As a part of the atherosclerotic process and considered as ectopic deposition of bone components, artery calcification was found highly associated with WMHs, lacunes, and CMBs (5). Serum phosphate (P), calcium (Ca), and calcium-phosphate product (Ca × P) are calcium and phosphorus metabolism (CPM)-related factors. In extreme cases, such as chronic kidney diseases (CKD), disturbance of CPM homeostasis can result in ectopic vascular calcification in blood vessels, as well as elevated P levels and increased Ca × P (6). Lower dialysate Ca concentration can decrease aortic stiffness and carotid intima-media thickness (7).
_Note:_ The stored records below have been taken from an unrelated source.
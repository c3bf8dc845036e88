use clap::{Parser, ValueEnum};
use chrono_tz::Tz;
use std::time::Duration;

use crate::notify::Branding;

/// Where the pending match record is persisted between ticks.
#[derive(ValueEnum, Debug, Clone, Copy, PartialEq, Eq)]
pub enum StateBackend {
    /// GitHub Actions repository variable (for scheduled workflow runs)
    Github,
    /// Local SQLite file (for long-running deployments)
    Sqlite,
}

/// Matchday reminders and final scores for one team, posted to Discord
#[derive(Parser, Debug, Clone)]
#[command(name = "matchday-notifier", version, about)]
pub struct Config {
    /// Discord webhook URL notifications are posted to
    #[arg(long, env = "DISCORD_WEBHOOK_URL")]
    pub discord_webhook_url: String,

    /// Team name exactly as TheSportsDB spells it
    #[arg(long, env = "TEAM_NAME", default_value = "Juventus")]
    pub team_name: String,

    /// TheSportsDB team ID
    #[arg(long, env = "TEAM_ID", default_value = "133676")]
    pub team_id: String,

    /// IANA timezone kickoff times are displayed in
    #[arg(long, env = "DISPLAY_TIMEZONE", default_value = "Europe/Brussels")]
    pub display_timezone: String,

    /// TheSportsDB API base URL
    #[arg(
        long,
        env = "SPORTSDB_API_URL",
        default_value = "https://www.thesportsdb.com/api/v1/json"
    )]
    pub sportsdb_api_url: String,

    /// TheSportsDB API key
    #[arg(long, env = "SPORTSDB_API_KEY", default_value = "123")]
    pub sportsdb_api_key: String,

    /// State backend
    #[arg(long, env = "STATE_BACKEND", value_enum, default_value = "sqlite")]
    pub state_backend: StateBackend,

    /// Key the pending match record is stored under
    #[arg(long, env = "STATE_KEY", default_value = "NEXT_MATCH_INFO")]
    pub state_key: String,

    /// GitHub token with permission to manage repository variables
    #[arg(long, env = "GH_TOKEN", hide_env_values = true)]
    pub gh_token: Option<String>,

    /// GitHub repository holding the state variable (owner/name)
    #[arg(long, env = "GH_REPO")]
    pub gh_repo: Option<String>,

    /// GitHub REST API base URL
    #[arg(long, env = "GITHUB_API_URL", default_value = "https://api.github.com")]
    pub github_api_url: String,

    /// SQLite database path
    #[arg(long, env = "DATABASE_PATH", default_value = "matchday.db")]
    pub database_path: String,

    /// Run a single tick and exit (for cron-style schedulers)
    #[arg(long, env = "ONCE", default_value = "false")]
    pub once: bool,

    /// Seconds between ticks while no result is due
    #[arg(long, env = "IDLE_INTERVAL_SECS", default_value = "14400")]
    pub idle_interval_secs: u64,

    /// Seconds between result lookups once a match should have ended
    #[arg(long, env = "RESULT_RETRY_INTERVAL_SECS", default_value = "900")]
    pub result_retry_interval_secs: u64,

    /// Timeout for every outbound HTTP request
    #[arg(long, env = "HTTP_TIMEOUT_SECS", default_value = "20")]
    pub http_timeout_secs: u64,

    /// Embed color as hex RGB
    #[arg(long, env = "EMBED_COLOR", default_value = "000000")]
    pub embed_color: String,

    /// Thumbnail used when the opponent has no badge
    #[arg(
        long,
        env = "DEFAULT_THUMBNAIL_URL",
        default_value = "https://nl.wikipedia.org/wiki/Juventus_FC#/media/Bestand:Juventus_FC_-_logo_black_(Italy,_2020).svg"
    )]
    pub default_thumbnail_url: String,

    /// Embed footer text
    #[arg(long, env = "FOOTER_TEXT", default_value = "Fino alla fine! 🖤🤍")]
    pub footer_text: String,
}

impl Config {
    pub fn validate(&self) -> anyhow::Result<()> {
        let webhook = url::Url::parse(&self.discord_webhook_url)
            .map_err(|e| anyhow::anyhow!("DISCORD_WEBHOOK_URL is not a valid URL: {}", e))?;
        if !matches!(webhook.scheme(), "http" | "https") {
            anyhow::bail!("DISCORD_WEBHOOK_URL must be an http(s) URL");
        }
        if self.state_backend == StateBackend::Github {
            if self.gh_token.as_deref().map_or(true, str::is_empty) {
                anyhow::bail!("GH_TOKEN is required with the github state backend");
            }
            match self.gh_repo.as_deref() {
                Some(repo) if is_owner_slash_name(repo) => {}
                _ => anyhow::bail!("GH_REPO must be set to owner/name with the github state backend"),
            }
        }
        self.timezone()?;
        self.color()?;
        if self.idle_interval_secs == 0 || self.result_retry_interval_secs == 0 {
            anyhow::bail!("poll intervals must be positive");
        }
        if self.http_timeout_secs == 0 {
            anyhow::bail!("http_timeout_secs must be positive");
        }
        if self.team_id.trim().is_empty() || self.team_name.trim().is_empty() {
            anyhow::bail!("TEAM_ID and TEAM_NAME must not be empty");
        }
        Ok(())
    }

    pub fn timezone(&self) -> anyhow::Result<Tz> {
        self.display_timezone
            .parse::<Tz>()
            .map_err(|e| anyhow::anyhow!("invalid DISPLAY_TIMEZONE {}: {}", self.display_timezone, e))
    }

    pub fn color(&self) -> anyhow::Result<u32> {
        let hex = self.embed_color.trim_start_matches("0x").trim_start_matches('#');
        u32::from_str_radix(hex, 16)
            .ok()
            .filter(|c| *c <= 0xFF_FF_FF)
            .ok_or_else(|| anyhow::anyhow!("EMBED_COLOR must be a hex RGB value, got {}", self.embed_color))
    }

    pub fn branding(&self) -> anyhow::Result<Branding> {
        Ok(Branding {
            team_name: self.team_name.clone(),
            timezone: self.timezone()?,
            default_thumbnail: self.default_thumbnail_url.clone(),
            footer: self.footer_text.clone(),
            color: self.color()?,
        })
    }

    pub fn idle_interval(&self) -> Duration {
        Duration::from_secs(self.idle_interval_secs)
    }

    pub fn result_retry_interval(&self) -> Duration {
        Duration::from_secs(self.result_retry_interval_secs)
    }

    pub fn http_timeout(&self) -> Duration {
        Duration::from_secs(self.http_timeout_secs)
    }
}

fn is_owner_slash_name(repo: &str) -> bool {
    let mut parts = repo.split('/');
    matches!(
        (parts.next(), parts.next(), parts.next()),
        (Some(owner), Some(name), None) if !owner.is_empty() && !name.is_empty()
    )
}
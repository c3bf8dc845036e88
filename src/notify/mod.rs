use async_trait::async_trait;
use thiserror::Error;

pub mod discord;
pub mod embed;

pub use discord::DiscordWebhook;
pub use embed::{build_notification, Branding, Embed, NotificationKind};

#[derive(Debug, Error)]
pub enum NotifyError {
    #[error("webhook request failed: {0}")]
    Http(#[from] reqwest::Error),

    #[error("webhook rejected notification with {status}: {body}")]
    Rejected {
        status: reqwest::StatusCode,
        body: String,
    },
}

/// Chat destination for match notifications.
#[async_trait]
pub trait Notifier: Send + Sync {
    async fn deliver(&self, embed: &Embed) -> Result<(), NotifyError>;

    /// Human-readable name for logging.
    fn name(&self) -> &str;
}
//! CSS Grid Layout Module Level 2
//! Spec: <https://www.w3.org/TR/css-grid-2/>
//!
//! This module implements CSS Grid layout, a two-dimensional layout system
//! that lets you lay out content in rows and columns.
//!
//! Item measurement and item layout are delegated to the caller through the
//! [`GridItemContent`] trait; the engine owns line resolution, placement, track
//! sizing and alignment.

// Grid container and item types
mod types;
pub use types::{
    AvailableSpace, GridAutoFlow, GridAxis, GridAxisPair, GridItem, GridItemContent,
    GridPosition, GridTrackSize, ItemAxisBox, ItemHandle, ItemSize, Margin, TrackBreadth,
};

// Box alignment keywords
mod alignment;
pub use alignment::{
    ContentAlignment, ContentDistribution, ContentPosition, Direction, ItemPosition,
    OverflowAlignment, SelfAlignment, WritingMode,
};

// Line-based placement resolution
mod line_resolution;
pub use line_resolution::{GRID_MAX_TRACKS, GridCoordinate, GridLineResolver, GridSpan};

// Cell occupancy
mod topology;
pub use topology::{GridIterator, GridTopology};

// Grid placement algorithm
mod placement;
pub use placement::{GridPlacement, place_grid_items};

// Track sizing algorithm
mod track_sizing;
pub use track_sizing::{
    GridAxisTracks, GridTrack, ResolvedTrackSizes, TrackSizingParams, resolve_track_sizes,
};

// Content distribution
mod content_distribution;
pub use content_distribution::{
    ContentAlignmentData, GridAxisLines, compute_content_alignment, distribute_content,
    stretch_auto_tracks,
};

// Item self-alignment
mod item_alignment;
pub use item_alignment::{
    AxisPlacement, GridAxisPosition, ItemAlignmentContext, ItemPlacement, ItemPlacer,
};

// Grid layout algorithm
mod layout;
pub use layout::{
    GridContainerInputs, GridLayoutResult, GridPlacedItem, layout_grid, layout_placed_items,
};

// Item arena
mod container;
pub use container::GridContainer;
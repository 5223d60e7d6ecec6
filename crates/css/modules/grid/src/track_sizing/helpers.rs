//! Item contributions, measured through the box-model collaborator.

use std::collections::HashMap;

use crate::line_resolution::GridCoordinate;
use crate::types::{GridAxis, GridItemContent, ItemHandle};

use super::ResolvedTrackSizes;

/// Which intrinsic size of an item is asked for.
///
/// Spec: §12.3 "min-content contribution", "max-content contribution" and
/// §6.6 "minimum contribution"
#[derive(Debug, Clone, Copy, PartialEq, Eq, Hash)]
pub enum ContributionKind {
    /// Used by `auto` minimums
    Minimum,
    MinContent,
    MaxContent,
}

/// Measures items along one axis, asking the collaborator at most once per item and
/// kind for the duration of a sizing pass.
pub struct ItemContributions<'sizing, C: ?Sized> {
    content: &'sizing mut C,
    axis: GridAxis,
    cross_sizes: Option<&'sizing ResolvedTrackSizes>,
    cache: HashMap<(ItemHandle, ContributionKind), f32>,
}

impl<'sizing, C: GridItemContent + ?Sized> ItemContributions<'sizing, C> {
    pub fn new(
        content: &'sizing mut C,
        axis: GridAxis,
        cross_sizes: Option<&'sizing ResolvedTrackSizes>,
    ) -> Self {
        Self {
            content,
            axis,
            cross_sizes,
            cache: HashMap::new(),
        }
    }

    /// The item's breadth on the other axis, once that axis has been sized.
    fn cross_size(&self, coordinate: GridCoordinate) -> Option<f32> {
        self.cross_sizes
            .map(|sizes| sizes.area_breadth(coordinate.span(self.axis.other())))
    }

    /// Margin-box contribution of `item` along the sized axis, never negative.
    pub fn contribution(
        &mut self,
        item: ItemHandle,
        coordinate: GridCoordinate,
        kind: ContributionKind,
    ) -> f32 {
        if let Some(cached) = self.cache.get(&(item, kind)) {
            return *cached;
        }

        let cross_size = self.cross_size(coordinate);
        let size = match kind {
            ContributionKind::Minimum => {
                self.content
                    .minimum_contribution(item, self.axis, cross_size)
            }
            ContributionKind::MinContent => {
                self.content
                    .min_content_contribution(item, self.axis, cross_size)
            }
            ContributionKind::MaxContent => {
                self.content
                    .max_content_contribution(item, self.axis, cross_size)
            }
        }
        .max(0.0);

        tracing::trace!(
            "contribution: {item:?} axis={:?} {kind:?} cross={cross_size:?} -> {size}",
            self.axis
        );
        self.cache.insert((item, kind), size);
        size
    }
}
However, less attention has been paid to the potential involvement of CPM disturbance in patients with CSVD without CPM disorders.

Materials and Methods

Subjects and Setting

From 01 April 2016 to 31 July 2018, there were 1,102 individuals admitted to the First Affiliated Hospital of Wenzhou Medical University. All individuals had to meet the following inclusion criteria: patients with symptomatic stroke within 1 month of acute onset; cooperate with physical examination and National Institutes of Health Neurological Deficit Score (NIHSS) scoring; cranial MR examination after admission; and signed informed consent. The subjects were excluded if they lack serum Ca and P tests, or had any diseases that could influence CPM, including chronic kidney disease with blood creatinine level >186 μmol/L, bone metastasis of malignant tumor, parathyroid disease, and pituitary disorder (Figure 1). After exclusion, 588 patients were included in this study. Among them, 140 patients without any sign of CSVD were categorized as “no CSVD group,” and 448 with any sign of CSVD in the cranial MR images were categorized as “CSVD group.” Within the CSVD group, 212 patients were presented with scattered lacunes, and 236 were presented with multiple lacunes. Notably, 100 of the included cases had WMHs, and 55 of the included cases had CMBs. Cases with overlapping subtypes were repeated included in each subtype.

FIGURE 1

Figure 1. Flow diagram showing the patient selection and data analysis.

Ascertainment of CSVD

Cerebral small vessel diseases are presented with single or combined signs of lacunes, WMHs, and CMBs on MR imaging (2). Lacunes are shown as hypointense lesions with the hyperintense rim on FLARE and T1 and hyperintense signal on T2 in the white matter, basal ganglia, pons, or brainstem. The diameter of the lesions ranges from 3 to15 mm, and the shape of the lesions can be rounded, ovoid, or tubular. Recent small ischemic lacunes are also included in the lacunes identified by hyperintense on DWI, T2, and FLAIR and hypointense on T1, with a usual diameter ≤ 20 mm. WMHs are diagnosed when Fazekas score ≥2. Abnormal WMHs are usually symmetrically and bilaterally distributed in the white matter of the pons and brainstem area and can also occur in deep gray matter. They show patchy or confluent hyperintense signals on T2 or FLAIR. CMBs are defined as small round and homogeneous hypointense foci on T2-weighted MRI and susceptibility-weighted imaging.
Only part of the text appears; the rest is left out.